### Problem to work on
Go through the material and copy each line that includes "Deserialize".

### Given records
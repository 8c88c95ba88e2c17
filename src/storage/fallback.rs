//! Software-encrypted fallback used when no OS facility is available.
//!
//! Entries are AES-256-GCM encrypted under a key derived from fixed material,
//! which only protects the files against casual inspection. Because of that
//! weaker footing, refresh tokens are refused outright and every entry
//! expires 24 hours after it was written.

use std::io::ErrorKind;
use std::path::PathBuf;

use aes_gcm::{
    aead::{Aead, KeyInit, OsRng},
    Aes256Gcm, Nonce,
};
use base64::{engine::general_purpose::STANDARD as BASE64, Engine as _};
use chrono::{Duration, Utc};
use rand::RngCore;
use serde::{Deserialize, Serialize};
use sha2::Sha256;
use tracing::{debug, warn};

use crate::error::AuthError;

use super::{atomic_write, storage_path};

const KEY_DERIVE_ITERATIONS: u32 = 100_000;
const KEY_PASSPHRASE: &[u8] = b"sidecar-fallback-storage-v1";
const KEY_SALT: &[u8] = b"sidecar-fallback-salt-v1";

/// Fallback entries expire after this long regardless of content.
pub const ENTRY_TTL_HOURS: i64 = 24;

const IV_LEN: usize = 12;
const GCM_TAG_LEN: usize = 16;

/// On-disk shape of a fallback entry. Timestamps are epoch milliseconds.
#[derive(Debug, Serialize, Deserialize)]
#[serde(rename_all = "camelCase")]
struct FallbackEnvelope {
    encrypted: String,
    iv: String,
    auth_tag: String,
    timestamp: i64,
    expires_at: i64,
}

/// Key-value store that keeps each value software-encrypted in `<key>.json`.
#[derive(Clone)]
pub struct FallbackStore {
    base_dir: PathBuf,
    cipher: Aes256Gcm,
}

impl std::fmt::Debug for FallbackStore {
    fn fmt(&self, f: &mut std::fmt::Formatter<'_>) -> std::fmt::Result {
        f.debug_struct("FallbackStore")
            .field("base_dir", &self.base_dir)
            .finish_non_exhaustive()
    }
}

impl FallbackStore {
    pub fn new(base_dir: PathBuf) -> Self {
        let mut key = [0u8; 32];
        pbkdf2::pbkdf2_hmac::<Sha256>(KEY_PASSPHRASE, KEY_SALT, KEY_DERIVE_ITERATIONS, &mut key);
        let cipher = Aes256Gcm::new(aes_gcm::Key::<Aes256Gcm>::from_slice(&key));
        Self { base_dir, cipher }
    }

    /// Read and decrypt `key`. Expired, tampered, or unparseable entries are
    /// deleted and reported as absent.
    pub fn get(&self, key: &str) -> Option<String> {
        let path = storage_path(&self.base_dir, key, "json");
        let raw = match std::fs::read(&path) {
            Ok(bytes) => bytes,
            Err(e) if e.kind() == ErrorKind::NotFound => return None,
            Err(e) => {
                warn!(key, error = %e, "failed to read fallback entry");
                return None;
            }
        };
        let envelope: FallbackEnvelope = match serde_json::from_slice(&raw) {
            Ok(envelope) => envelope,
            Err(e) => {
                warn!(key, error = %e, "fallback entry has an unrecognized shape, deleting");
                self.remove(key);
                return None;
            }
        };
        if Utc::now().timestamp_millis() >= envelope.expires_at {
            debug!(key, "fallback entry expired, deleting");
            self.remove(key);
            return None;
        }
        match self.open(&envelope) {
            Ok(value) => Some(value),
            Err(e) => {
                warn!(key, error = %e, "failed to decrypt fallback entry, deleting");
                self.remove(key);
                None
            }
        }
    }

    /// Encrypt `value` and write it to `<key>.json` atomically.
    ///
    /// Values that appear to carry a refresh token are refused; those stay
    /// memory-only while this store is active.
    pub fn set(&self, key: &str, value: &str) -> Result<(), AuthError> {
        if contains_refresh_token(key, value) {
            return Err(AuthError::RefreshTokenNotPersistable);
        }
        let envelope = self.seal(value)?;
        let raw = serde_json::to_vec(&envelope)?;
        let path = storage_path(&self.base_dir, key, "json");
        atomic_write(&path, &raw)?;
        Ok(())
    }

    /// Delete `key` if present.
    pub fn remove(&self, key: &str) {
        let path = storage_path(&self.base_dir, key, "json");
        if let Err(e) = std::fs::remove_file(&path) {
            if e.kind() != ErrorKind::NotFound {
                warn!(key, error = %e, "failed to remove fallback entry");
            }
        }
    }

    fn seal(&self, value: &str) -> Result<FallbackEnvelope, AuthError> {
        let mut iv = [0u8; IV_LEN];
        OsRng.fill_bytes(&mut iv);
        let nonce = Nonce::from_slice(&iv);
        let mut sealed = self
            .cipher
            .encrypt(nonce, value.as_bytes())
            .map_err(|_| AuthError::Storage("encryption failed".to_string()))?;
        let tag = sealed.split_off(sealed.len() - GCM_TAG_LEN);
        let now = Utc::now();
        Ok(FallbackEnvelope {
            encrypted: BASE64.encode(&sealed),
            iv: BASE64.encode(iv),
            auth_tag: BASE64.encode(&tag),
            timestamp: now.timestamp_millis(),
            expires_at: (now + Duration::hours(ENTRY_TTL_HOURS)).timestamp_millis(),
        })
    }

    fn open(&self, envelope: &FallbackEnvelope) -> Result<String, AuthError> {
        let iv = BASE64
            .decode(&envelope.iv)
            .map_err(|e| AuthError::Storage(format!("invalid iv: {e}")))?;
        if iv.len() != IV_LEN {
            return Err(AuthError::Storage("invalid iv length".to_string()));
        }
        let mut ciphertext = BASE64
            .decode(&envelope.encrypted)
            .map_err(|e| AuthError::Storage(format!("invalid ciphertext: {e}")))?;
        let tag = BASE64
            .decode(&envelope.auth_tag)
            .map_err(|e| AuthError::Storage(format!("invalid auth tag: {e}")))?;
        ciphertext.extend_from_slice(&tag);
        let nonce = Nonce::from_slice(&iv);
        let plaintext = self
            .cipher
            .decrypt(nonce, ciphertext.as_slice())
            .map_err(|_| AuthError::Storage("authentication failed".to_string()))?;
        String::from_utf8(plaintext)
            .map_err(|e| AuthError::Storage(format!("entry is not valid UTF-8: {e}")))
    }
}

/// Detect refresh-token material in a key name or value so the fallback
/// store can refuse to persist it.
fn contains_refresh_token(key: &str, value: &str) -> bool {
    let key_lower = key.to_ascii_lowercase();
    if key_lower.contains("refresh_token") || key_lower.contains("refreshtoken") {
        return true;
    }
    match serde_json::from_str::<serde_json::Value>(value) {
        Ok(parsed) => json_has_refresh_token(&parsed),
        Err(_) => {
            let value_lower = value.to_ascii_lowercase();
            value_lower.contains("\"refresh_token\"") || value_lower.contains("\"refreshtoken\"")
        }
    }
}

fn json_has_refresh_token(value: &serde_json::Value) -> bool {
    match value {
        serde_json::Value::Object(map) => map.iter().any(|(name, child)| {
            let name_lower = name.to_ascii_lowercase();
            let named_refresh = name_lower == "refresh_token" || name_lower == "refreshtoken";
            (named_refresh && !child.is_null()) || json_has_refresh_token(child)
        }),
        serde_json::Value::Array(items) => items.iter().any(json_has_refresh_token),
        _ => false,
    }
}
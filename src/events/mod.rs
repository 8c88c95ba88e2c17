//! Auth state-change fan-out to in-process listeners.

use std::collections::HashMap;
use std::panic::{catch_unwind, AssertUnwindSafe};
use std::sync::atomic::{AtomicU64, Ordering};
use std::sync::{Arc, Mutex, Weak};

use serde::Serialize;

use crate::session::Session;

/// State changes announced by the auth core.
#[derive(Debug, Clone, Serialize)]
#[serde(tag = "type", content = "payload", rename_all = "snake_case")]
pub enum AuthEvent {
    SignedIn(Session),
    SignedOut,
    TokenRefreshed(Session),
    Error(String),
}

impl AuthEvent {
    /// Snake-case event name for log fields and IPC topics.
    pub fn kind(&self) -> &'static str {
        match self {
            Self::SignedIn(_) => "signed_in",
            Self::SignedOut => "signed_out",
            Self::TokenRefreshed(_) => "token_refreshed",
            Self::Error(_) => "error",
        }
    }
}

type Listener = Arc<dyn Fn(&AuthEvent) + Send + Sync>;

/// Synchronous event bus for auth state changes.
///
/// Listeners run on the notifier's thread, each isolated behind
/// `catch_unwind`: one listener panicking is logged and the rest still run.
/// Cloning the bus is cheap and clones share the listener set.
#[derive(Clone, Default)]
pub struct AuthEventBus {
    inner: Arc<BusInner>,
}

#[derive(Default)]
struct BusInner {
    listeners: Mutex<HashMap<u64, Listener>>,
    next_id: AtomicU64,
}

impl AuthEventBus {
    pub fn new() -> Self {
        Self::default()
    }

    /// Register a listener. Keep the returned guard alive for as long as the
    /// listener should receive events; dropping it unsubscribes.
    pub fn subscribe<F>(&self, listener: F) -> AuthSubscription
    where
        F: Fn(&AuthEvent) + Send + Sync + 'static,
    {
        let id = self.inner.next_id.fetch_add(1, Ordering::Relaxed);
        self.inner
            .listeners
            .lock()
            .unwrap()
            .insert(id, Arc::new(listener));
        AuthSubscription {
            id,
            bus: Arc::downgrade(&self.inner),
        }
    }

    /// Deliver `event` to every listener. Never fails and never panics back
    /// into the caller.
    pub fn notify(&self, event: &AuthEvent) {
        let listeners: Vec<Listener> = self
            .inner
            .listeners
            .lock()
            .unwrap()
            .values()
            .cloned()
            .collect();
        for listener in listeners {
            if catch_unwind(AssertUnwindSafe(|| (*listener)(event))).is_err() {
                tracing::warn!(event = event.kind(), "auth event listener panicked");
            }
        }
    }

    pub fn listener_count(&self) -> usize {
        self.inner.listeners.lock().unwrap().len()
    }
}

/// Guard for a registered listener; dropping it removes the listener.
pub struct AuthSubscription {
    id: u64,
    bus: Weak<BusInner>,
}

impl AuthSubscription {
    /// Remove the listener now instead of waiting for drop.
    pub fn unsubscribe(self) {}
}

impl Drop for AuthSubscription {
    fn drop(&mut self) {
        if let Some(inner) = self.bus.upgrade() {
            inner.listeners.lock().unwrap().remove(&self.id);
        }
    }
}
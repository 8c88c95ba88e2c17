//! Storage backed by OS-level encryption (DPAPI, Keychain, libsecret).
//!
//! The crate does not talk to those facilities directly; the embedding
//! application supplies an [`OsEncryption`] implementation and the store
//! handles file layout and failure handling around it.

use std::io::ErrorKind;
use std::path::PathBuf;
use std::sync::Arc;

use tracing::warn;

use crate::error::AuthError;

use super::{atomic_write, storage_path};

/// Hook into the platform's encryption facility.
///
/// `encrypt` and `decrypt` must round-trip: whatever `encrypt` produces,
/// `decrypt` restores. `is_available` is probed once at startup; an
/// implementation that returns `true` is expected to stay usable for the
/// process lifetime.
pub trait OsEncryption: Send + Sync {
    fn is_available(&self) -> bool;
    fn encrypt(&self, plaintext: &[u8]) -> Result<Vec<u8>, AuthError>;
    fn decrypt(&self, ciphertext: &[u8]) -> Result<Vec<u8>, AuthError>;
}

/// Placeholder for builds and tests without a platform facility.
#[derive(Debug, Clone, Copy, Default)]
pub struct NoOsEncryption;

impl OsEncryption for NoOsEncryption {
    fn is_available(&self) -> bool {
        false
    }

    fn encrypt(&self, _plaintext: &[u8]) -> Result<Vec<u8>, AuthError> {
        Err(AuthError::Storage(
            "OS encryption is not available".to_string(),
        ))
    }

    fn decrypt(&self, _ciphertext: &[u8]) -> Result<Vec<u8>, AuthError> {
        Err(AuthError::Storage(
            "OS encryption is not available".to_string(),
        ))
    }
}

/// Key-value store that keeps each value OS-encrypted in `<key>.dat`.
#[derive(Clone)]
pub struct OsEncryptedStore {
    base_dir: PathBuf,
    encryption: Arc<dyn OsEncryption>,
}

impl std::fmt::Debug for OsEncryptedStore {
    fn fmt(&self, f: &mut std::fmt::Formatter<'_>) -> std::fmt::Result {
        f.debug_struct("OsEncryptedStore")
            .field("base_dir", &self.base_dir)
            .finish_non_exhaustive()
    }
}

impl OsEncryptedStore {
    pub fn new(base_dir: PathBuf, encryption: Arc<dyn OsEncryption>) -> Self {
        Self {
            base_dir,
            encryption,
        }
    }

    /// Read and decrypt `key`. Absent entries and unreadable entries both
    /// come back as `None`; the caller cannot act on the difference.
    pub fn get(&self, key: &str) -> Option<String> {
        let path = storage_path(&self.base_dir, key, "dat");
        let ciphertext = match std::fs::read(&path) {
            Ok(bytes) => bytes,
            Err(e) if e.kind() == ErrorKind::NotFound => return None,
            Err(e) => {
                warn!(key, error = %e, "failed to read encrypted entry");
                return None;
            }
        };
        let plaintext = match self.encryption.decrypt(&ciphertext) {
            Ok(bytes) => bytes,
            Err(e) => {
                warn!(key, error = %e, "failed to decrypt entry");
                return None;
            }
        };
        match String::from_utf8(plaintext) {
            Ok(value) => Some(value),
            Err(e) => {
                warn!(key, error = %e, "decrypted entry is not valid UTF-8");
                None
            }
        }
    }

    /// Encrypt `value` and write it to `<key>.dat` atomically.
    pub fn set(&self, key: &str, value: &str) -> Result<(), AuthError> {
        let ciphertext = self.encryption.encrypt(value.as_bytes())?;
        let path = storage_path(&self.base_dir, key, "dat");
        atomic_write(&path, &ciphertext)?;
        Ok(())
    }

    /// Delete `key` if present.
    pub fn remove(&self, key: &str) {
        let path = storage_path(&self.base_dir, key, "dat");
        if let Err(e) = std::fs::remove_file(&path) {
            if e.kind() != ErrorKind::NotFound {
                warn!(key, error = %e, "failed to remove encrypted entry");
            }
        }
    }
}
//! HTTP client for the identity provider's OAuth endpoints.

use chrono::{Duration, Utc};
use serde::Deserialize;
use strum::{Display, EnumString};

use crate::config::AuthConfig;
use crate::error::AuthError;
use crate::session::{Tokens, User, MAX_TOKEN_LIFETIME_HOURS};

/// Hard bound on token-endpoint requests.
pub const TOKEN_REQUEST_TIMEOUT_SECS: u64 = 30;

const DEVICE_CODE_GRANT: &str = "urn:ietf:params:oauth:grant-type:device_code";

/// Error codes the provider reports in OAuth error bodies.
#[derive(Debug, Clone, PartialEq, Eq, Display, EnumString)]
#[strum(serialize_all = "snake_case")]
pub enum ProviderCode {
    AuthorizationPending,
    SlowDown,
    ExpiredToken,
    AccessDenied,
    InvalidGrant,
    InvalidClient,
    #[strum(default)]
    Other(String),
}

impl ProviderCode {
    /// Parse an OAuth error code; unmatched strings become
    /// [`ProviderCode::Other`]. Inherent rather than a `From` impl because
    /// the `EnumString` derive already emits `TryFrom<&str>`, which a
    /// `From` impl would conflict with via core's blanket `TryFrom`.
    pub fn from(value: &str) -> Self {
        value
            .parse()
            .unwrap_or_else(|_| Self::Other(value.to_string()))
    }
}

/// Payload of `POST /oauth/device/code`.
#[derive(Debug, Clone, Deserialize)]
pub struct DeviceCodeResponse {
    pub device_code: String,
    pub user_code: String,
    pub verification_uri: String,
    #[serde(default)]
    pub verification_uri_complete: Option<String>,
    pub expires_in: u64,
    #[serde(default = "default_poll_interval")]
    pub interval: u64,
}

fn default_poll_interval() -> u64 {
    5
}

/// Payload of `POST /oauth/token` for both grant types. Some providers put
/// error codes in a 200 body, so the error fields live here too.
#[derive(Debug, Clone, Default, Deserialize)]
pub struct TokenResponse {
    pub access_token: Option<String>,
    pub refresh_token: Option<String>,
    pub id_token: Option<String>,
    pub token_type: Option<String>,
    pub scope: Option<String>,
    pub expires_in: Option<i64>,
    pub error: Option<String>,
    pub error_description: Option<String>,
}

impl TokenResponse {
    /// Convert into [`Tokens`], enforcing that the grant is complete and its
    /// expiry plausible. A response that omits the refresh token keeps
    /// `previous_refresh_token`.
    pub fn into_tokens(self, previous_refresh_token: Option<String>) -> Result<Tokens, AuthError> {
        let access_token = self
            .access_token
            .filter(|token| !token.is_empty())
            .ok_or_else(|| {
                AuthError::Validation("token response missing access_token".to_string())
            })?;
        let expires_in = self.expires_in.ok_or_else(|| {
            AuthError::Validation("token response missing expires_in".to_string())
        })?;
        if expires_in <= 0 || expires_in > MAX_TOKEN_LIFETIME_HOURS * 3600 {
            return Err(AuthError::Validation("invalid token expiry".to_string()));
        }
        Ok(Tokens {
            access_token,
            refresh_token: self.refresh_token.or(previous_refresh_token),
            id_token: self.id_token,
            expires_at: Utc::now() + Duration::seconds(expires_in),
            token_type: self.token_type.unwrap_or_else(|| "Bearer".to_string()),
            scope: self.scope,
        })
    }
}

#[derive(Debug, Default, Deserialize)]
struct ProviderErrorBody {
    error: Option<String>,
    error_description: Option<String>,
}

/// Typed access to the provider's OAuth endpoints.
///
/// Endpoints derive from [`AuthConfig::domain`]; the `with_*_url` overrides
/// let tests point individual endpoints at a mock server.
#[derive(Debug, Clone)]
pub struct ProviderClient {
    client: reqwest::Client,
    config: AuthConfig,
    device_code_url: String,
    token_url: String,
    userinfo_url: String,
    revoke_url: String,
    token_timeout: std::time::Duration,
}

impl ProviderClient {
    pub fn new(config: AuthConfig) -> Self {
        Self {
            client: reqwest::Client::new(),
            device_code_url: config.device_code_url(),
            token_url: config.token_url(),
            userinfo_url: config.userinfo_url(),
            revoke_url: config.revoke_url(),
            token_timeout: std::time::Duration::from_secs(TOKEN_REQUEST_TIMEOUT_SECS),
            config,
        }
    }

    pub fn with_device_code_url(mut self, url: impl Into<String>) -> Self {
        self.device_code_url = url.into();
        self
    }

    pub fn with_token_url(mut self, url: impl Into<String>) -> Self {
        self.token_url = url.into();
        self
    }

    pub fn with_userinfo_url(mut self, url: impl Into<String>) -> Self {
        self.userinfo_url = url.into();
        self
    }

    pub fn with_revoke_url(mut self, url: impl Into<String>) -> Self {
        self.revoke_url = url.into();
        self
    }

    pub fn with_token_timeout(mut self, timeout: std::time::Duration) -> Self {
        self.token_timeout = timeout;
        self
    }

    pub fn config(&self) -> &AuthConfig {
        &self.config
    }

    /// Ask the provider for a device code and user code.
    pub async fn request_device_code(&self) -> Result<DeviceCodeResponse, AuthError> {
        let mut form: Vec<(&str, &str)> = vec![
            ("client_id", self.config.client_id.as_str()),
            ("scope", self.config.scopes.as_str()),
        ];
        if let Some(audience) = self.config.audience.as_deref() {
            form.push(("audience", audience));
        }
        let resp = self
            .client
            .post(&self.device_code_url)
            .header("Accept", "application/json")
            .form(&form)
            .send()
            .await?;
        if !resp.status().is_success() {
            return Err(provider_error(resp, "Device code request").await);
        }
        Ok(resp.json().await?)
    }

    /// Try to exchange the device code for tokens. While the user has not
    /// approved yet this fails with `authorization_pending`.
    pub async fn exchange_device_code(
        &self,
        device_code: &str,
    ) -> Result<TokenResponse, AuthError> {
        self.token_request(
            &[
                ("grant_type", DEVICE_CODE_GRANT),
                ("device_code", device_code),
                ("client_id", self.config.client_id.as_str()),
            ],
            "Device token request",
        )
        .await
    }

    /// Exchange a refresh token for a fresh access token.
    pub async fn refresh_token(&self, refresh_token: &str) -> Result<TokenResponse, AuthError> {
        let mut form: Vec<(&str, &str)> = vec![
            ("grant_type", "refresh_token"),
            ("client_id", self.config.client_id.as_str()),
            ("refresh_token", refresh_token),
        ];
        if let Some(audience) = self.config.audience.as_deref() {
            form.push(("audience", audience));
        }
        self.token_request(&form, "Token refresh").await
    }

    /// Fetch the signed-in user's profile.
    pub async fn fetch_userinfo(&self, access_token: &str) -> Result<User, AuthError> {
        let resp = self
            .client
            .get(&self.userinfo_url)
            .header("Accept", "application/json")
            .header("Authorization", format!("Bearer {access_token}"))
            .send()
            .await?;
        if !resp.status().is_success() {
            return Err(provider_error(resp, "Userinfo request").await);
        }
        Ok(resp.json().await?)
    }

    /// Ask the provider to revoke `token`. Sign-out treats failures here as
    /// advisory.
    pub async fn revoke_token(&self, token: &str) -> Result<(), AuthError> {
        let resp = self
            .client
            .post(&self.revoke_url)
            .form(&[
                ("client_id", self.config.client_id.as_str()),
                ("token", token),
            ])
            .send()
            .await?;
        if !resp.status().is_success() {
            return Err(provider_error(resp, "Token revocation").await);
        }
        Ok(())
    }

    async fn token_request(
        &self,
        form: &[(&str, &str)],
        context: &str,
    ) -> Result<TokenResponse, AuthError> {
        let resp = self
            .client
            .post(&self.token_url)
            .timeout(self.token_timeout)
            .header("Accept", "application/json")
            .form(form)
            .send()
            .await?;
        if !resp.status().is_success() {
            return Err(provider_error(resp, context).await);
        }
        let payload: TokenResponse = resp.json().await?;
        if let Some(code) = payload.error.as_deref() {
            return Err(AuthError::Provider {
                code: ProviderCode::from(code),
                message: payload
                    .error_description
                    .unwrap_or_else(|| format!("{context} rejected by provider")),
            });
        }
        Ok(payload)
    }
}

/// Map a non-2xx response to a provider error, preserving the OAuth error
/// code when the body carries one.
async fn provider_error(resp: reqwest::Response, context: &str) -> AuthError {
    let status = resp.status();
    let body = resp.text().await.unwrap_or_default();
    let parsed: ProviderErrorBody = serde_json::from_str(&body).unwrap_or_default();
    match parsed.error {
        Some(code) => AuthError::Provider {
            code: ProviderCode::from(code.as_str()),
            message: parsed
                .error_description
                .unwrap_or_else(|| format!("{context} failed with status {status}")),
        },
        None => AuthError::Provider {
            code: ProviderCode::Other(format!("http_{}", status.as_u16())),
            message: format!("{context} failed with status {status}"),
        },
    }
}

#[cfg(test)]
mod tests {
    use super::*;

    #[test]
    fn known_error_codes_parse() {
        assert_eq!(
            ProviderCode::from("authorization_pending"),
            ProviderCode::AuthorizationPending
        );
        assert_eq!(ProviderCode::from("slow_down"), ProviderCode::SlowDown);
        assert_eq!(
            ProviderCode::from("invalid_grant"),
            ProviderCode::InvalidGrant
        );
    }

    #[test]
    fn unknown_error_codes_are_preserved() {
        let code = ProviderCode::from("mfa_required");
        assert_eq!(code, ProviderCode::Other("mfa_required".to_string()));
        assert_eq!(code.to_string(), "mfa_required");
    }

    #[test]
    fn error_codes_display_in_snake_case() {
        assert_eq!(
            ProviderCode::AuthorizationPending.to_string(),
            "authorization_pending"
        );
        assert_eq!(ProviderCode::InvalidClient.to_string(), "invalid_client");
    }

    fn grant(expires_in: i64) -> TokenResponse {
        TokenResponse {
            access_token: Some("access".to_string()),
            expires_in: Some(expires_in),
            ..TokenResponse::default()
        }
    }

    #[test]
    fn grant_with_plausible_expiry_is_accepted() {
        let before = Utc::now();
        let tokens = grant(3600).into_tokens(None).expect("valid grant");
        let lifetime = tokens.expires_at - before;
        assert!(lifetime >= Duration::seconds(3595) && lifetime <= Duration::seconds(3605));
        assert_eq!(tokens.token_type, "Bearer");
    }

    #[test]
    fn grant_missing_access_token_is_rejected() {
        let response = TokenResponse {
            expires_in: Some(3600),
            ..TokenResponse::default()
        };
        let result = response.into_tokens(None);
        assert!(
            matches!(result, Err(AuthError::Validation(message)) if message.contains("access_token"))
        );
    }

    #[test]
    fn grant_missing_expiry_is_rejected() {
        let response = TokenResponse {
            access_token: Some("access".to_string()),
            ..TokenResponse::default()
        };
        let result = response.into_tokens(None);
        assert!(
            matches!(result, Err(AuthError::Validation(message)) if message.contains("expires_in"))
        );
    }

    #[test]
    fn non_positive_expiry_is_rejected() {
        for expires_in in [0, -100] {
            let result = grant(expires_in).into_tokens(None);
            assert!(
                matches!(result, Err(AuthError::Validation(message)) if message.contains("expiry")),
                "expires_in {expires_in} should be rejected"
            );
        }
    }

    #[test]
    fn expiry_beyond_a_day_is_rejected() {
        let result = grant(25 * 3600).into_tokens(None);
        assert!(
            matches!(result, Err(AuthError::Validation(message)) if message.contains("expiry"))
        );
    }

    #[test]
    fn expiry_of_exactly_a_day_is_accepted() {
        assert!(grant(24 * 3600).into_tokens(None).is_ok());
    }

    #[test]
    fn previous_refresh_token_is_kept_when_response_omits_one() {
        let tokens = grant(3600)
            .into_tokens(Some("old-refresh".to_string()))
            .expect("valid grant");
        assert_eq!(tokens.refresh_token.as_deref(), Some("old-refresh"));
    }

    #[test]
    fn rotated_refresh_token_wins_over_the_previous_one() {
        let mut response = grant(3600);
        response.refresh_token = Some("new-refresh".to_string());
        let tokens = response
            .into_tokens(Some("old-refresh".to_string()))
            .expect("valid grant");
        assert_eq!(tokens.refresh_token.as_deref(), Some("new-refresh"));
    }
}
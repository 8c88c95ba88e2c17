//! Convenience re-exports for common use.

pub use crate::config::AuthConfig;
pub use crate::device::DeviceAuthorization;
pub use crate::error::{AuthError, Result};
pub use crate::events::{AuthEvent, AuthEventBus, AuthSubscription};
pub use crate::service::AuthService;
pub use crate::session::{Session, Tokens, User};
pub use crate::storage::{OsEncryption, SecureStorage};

### Answer to this problem
use serde::{Deserialize, Serialize};
#[derive(Debug, Serialize, Deserialize)]
use serde::Deserialize;
#[derive(Debug, Clone, Deserialize)]
#[derive(Debug, Clone, Default, Deserialize)]
#[derive(Debug, Default, Deserialize)]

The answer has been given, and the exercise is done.